=== SUPPLIED DATA ===
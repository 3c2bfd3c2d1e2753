use crate::error::CoreError;
use serde::{Deserialize, Serialize};

/// One directory entry as last read from the Contacts application.
///
/// The `id` is an opaque stable string issued by Contacts and is the sole
/// handle for get/update/delete. Everything else reflects the application's
/// state at read time; nothing is cached locally.
#[derive(Debug, Clone, PartialEq, Eq, Serialize, Deserialize)]
#[serde(rename_all = "camelCase")]
pub struct Contact {
    pub id: String,
    pub first_name: String,
    pub last_name: String,
    pub full_name: String,
    pub emails: Vec<String>,
    pub phones: Vec<String>,
    #[serde(default, skip_serializing_if = "Option::is_none")]
    pub organization: Option<String>,
    #[serde(default, skip_serializing_if = "Option::is_none")]
    pub job_title: Option<String>,
    #[serde(default, skip_serializing_if = "Option::is_none")]
    pub note: Option<String>,
    #[serde(default, skip_serializing_if = "Option::is_none")]
    pub birthday: Option<String>,
    pub addresses: Vec<String>,
}

/// Fields for a contact to be created. Empty strings count as absent.
#[derive(Debug, Clone, Default, PartialEq, Eq)]
pub struct NewContact {
    pub first_name: Option<String>,
    pub last_name: Option<String>,
    pub email: Option<String>,
    pub phone: Option<String>,
    pub organization: Option<String>,
    pub job_title: Option<String>,
}

impl NewContact {
    pub fn validate(&self) -> Result<(), CoreError> {
        if non_empty(&self.first_name).is_none()
            && non_empty(&self.last_name).is_none()
            && non_empty(&self.organization).is_none()
        {
            return Err(CoreError::MissingIdentity);
        }
        Ok(())
    }
}

/// Field-level patch for an existing contact. `None` leaves the field
/// untouched; `Some` overwrites it, including with an empty string.
#[derive(Debug, Clone, Default, PartialEq, Eq)]
pub struct ContactUpdate {
    pub first_name: Option<String>,
    pub last_name: Option<String>,
    pub organization: Option<String>,
    pub job_title: Option<String>,
}

impl ContactUpdate {
    pub fn is_empty(&self) -> bool {
        self.first_name.is_none()
            && self.last_name.is_none()
            && self.organization.is_none()
            && self.job_title.is_none()
    }
}

/// Joins the non-empty name parts, falling back to the organization and
/// finally to "Unknown".
pub fn compose_full_name(
    first_name: &str,
    last_name: &str,
    organization: Option<&str>,
) -> String {
    let joined = [first_name, last_name]
        .iter()
        .filter(|part| !part.is_empty())
        .copied()
        .collect::<Vec<_>>()
        .join(" ");
    if !joined.is_empty() {
        return joined;
    }
    organization
        .filter(|org| !org.is_empty())
        .unwrap_or("Unknown")
        .to_string()
}

fn non_empty(value: &Option<String>) -> Option<&str> {
    value.as_deref().filter(|v| !v.is_empty())
}
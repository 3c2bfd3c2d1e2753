pub mod codec;
pub mod domain;
pub mod error;

pub use domain::*;
pub use error::CoreError;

=== WORK INSTRUCTION ===
All lines of the material that contain the string "CoreError" are to be copied.

=== EXERCISE RESULT ===
use crate::error::CoreError;
    pub fn validate(&self) -> Result<(), CoreError> {
            return Err(CoreError::MissingIdentity);
pub use error::CoreError;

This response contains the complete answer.